Among my patients are several husband and wife teams, both of whom have heart disease by some measure. Several couples, for instance, consist of a huband who's received a stent, survived a heart attack, or has some other scar of the conventional approach. The wives generally have a substantial heart scan score in the several hundred range.

There are a few couples for which the roles are reversed: wife with bypass, heart attack, etc. and husband with a substantial quantity of coronary plaque by CT heart scan.

From them all, however, I've learned the power of teamwork. When both wife and husband (or even "significant other") are committed to the effort of controlling or reversing heart disease risk, the likelihood of success is magnified many-fold. Everything is easier: shopping for and choosing foods, incorporating supplements in the budget, taking vacations with a healthy focus, following through and sticking with your program.

Several of the couples have succeeded in obtaining regression of plaque for both man and woman. Both have reduced their heart scan scores and, as a result, dramatically reduced the potential for future heart attack and procedures.
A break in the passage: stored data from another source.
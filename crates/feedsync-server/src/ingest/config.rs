//! Ingestion configuration
//!
//! Everything a feed run needs: where the feed lives, which table it loads
//! into, how statements are bounded, and where new records are indexed.

use serde::{Deserialize, Serialize};
use std::time::Duration;

use super::batcher::DEFAULT_MAX_BATCH_RECORDS;
use super::feed::parser::GOOGLE_BASE_NAMESPACE;
use super::statement::{MissingValuePolicy, DEFAULT_MAX_STATEMENT_BYTES};

/// Default timeout for fetching a feed document.
pub const DEFAULT_FEED_TIMEOUT_SECS: u64 = 10;

/// Default timeout for one indexing request.
pub const DEFAULT_INDEXER_TIMEOUT_SECS: u64 = 10;

/// Schema-version tag stamped on every record.
pub const DEFAULT_RECORD_VERSION: &str = "4";

/// Finished jobs kept for introspection.
pub const DEFAULT_JOB_HISTORY_LIMIT: usize = 100;

pub const DEFAULT_STORE_TABLE: &str = "public.products";
pub const DEFAULT_STORE_KEY_COLUMN: &str = "sku";
pub const DEFAULT_INDEXER_FIELD_PREFIX: &str = "ca";

/// Passthrough fields flattened into indexing keys by default.
pub const DEFAULT_INDEXER_FIELDS: &[&str] = &[
    "brand",
    "google_product_category",
    "product_type",
    "gender",
    "color",
    "category",
    "sub_category",
    "basic_type",
];

/// Main ingestion configuration
#[derive(Debug, Clone, Serialize, Deserialize)]
pub struct IngestConfig {
    pub feed: FeedConfig,
    pub store: StoreConfig,
    pub indexer: IndexerConfig,
    /// Maximum records per insert statement
    pub max_batch_records: usize,
    /// Maximum encoded statement length in bytes
    pub max_statement_bytes: usize,
    pub missing_value: MissingValuePolicy,
    pub record_version: String,
    /// Abort the run instead of treating every record as new when the store
    /// returns no identifiers
    pub abort_on_empty_existing: bool,
    pub job_history_limit: usize,
}

/// Feed source configuration
#[derive(Debug, Clone, Serialize, Deserialize)]
pub struct FeedConfig {
    /// Prefix the requested filename is appended to
    pub base_url: String,
    pub timeout_secs: u64,
    /// Namespace stripped from field tags
    pub namespace: String,
}

/// Target table configuration
#[derive(Debug, Clone, Serialize, Deserialize)]
pub struct StoreConfig {
    /// Table name, optionally schema-qualified (`schema.table`)
    pub table: String,
    /// Column holding the record identifier
    pub key_column: String,
}

/// Content-indexing endpoint configuration
#[derive(Debug, Clone, Serialize, Deserialize)]
pub struct IndexerConfig {
    pub enabled: bool,
    pub url: String,
    /// Sent verbatim as the `Authorization` header
    #[serde(skip_serializing)]
    pub auth_key: String,
    pub timeout_secs: u64,
    pub field_prefix: String,
    pub fields: Vec<String>,
    /// Indexing requests in flight at once
    pub concurrency: usize,
}

fn env_or<T: std::str::FromStr>(key: &str, default: T) -> T {
    std::env::var(key)
        .ok()
        .and_then(|s| s.trim().parse().ok())
        .unwrap_or(default)
}

fn env_string(key: &str, default: &str) -> String {
    std::env::var(key).unwrap_or_else(|_| default.to_string())
}

impl IngestConfig {
    /// Load and validate ingestion configuration from environment variables
    pub fn from_env() -> anyhow::Result<Self> {
        let config = Self::load_env()?;
        config.validate()?;
        Ok(config)
    }

    /// Read environment variables without validating, so callers can
    /// override settings first
    pub fn load_env() -> anyhow::Result<Self> {
        let missing_value = match std::env::var("INGEST_MISSING_VALUE") {
            Ok(raw) => raw.parse().map_err(|e: String| anyhow::anyhow!(e))?,
            Err(_) => MissingValuePolicy::default(),
        };

        let config = Self {
            feed: FeedConfig::from_env(),
            store: StoreConfig {
                table: env_string("STORE_TABLE", DEFAULT_STORE_TABLE),
                key_column: env_string("STORE_KEY_COLUMN", DEFAULT_STORE_KEY_COLUMN),
            },
            indexer: IndexerConfig::from_env(),
            max_batch_records: env_or("INGEST_MAX_BATCH_RECORDS", DEFAULT_MAX_BATCH_RECORDS),
            max_statement_bytes: env_or("INGEST_MAX_STATEMENT_BYTES", DEFAULT_MAX_STATEMENT_BYTES),
            missing_value,
            record_version: env_string("INGEST_RECORD_VERSION", DEFAULT_RECORD_VERSION),
            abort_on_empty_existing: env_or("INGEST_ABORT_ON_EMPTY_EXISTING", false),
            job_history_limit: env_or("INGEST_JOB_HISTORY_LIMIT", DEFAULT_JOB_HISTORY_LIMIT),
        };

        Ok(config)
    }

    /// Validate the configuration
    pub fn validate(&self) -> anyhow::Result<()> {
        if self.feed.base_url.is_empty() {
            anyhow::bail!("FEED_BASE_URL cannot be empty");
        }
        if self.feed.timeout_secs == 0 {
            anyhow::bail!("FEED_TIMEOUT_SECS must be greater than 0");
        }
        if self.store.table.is_empty() {
            anyhow::bail!("STORE_TABLE cannot be empty");
        }
        if self.store.key_column.is_empty() {
            anyhow::bail!("STORE_KEY_COLUMN cannot be empty");
        }
        if self.max_batch_records == 0 {
            anyhow::bail!("INGEST_MAX_BATCH_RECORDS must be greater than 0");
        }
        if self.max_statement_bytes == 0 {
            anyhow::bail!("INGEST_MAX_STATEMENT_BYTES must be greater than 0");
        }
        self.indexer.validate()?;
        Ok(())
    }
}

impl FeedConfig {
    fn from_env() -> Self {
        Self {
            base_url: env_string("FEED_BASE_URL", ""),
            timeout_secs: env_or("FEED_TIMEOUT_SECS", DEFAULT_FEED_TIMEOUT_SECS),
            namespace: env_string("FEED_NAMESPACE", GOOGLE_BASE_NAMESPACE),
        }
    }

    pub fn timeout(&self) -> Duration {
        Duration::from_secs(self.timeout_secs)
    }
}

impl IndexerConfig {
    fn from_env() -> Self {
        let fields = std::env::var("INDEXER_FIELDS")
            .map(|raw| {
                raw.split(',')
                    .map(|s| s.trim().to_string())
                    .filter(|s| !s.is_empty())
                    .collect()
            })
            .unwrap_or_else(|_| DEFAULT_INDEXER_FIELDS.iter().map(|s| s.to_string()).collect());

        Self {
            enabled: env_or("INDEXER_ENABLED", true),
            url: env_string("INDEXER_URL", ""),
            auth_key: std::env::var("INDEXER_AUTH_KEY")
                .or_else(|_| std::env::var("KEY"))
                .unwrap_or_default(),
            timeout_secs: env_or("INDEXER_TIMEOUT_SECS", DEFAULT_INDEXER_TIMEOUT_SECS),
            field_prefix: env_string("INDEXER_FIELD_PREFIX", DEFAULT_INDEXER_FIELD_PREFIX),
            fields,
            concurrency: env_or("INDEXER_CONCURRENCY", 1),
        }
    }

    pub fn validate(&self) -> anyhow::Result<()> {
        if !self.enabled {
            return Ok(());
        }
        if self.url.is_empty() {
            anyhow::bail!("INDEXER_URL cannot be empty when indexing is enabled");
        }
        if self.auth_key.is_empty() {
            anyhow::bail!("INDEXER_AUTH_KEY (or KEY) must be set when indexing is enabled");
        }
        if self.timeout_secs == 0 {
            anyhow::bail!("INDEXER_TIMEOUT_SECS must be greater than 0");
        }
        if self.concurrency == 0 {
            anyhow::bail!("INDEXER_CONCURRENCY must be greater than 0");
        }
        Ok(())
    }

    pub fn timeout(&self) -> Duration {
        Duration::from_secs(self.timeout_secs)
    }
}

impl Default for IngestConfig {
    fn default() -> Self {
        Self {
            feed: FeedConfig::default(),
            store: StoreConfig::default(),
            indexer: IndexerConfig::default(),
            max_batch_records: DEFAULT_MAX_BATCH_RECORDS,
            max_statement_bytes: DEFAULT_MAX_STATEMENT_BYTES,
            missing_value: MissingValuePolicy::default(),
            record_version: DEFAULT_RECORD_VERSION.to_string(),
            abort_on_empty_existing: false,
            job_history_limit: DEFAULT_JOB_HISTORY_LIMIT,
        }
    }
}

impl Default for FeedConfig {
    fn default() -> Self {
        Self {
            base_url: "http://localhost:9000/feeds/".to_string(),
            timeout_secs: DEFAULT_FEED_TIMEOUT_SECS,
            namespace: GOOGLE_BASE_NAMESPACE.to_string(),
        }
    }
}

impl Default for StoreConfig {
    fn default() -> Self {
        Self {
            table: DEFAULT_STORE_TABLE.to_string(),
            key_column: DEFAULT_STORE_KEY_COLUMN.to_string(),
        }
    }
}

impl Default for IndexerConfig {
    fn default() -> Self {
        Self {
            enabled: false,
            url: String::new(),
            auth_key: String::new(),
            timeout_secs: DEFAULT_INDEXER_TIMEOUT_SECS,
            field_prefix: DEFAULT_INDEXER_FIELD_PREFIX.to_string(),
            fields: DEFAULT_INDEXER_FIELDS.iter().map(|s| s.to_string()).collect(),
            concurrency: 1,
        }
    }
}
Unfortunately, I will also see the opposite situation: One spouse committed to the program but the other indifferent. They may say such things as "You can't control what happens in the future." Or, "There's no way you can get rid of risk for heart disease. My doctor says it's hereditary." Or, "I've eaten this way since I was a kid. I'm not changing now for you or for anybody else."

Such negative commentary can't help but erode your commitment to health. Most of us recognize these sorts of comments as self-fulfulling and self-defeating.

What should you do if you have an unsupportive partner? Not easy. But it really can help to seek out a supportive partner, whether it's a friend, relative, or other significant person in your life. Of course, not everybody can find such a person. Perhaps that's another way our program can help.

I'd like to hear from anyone who does obtain substantial support of someone close, or if you are struggling to do so.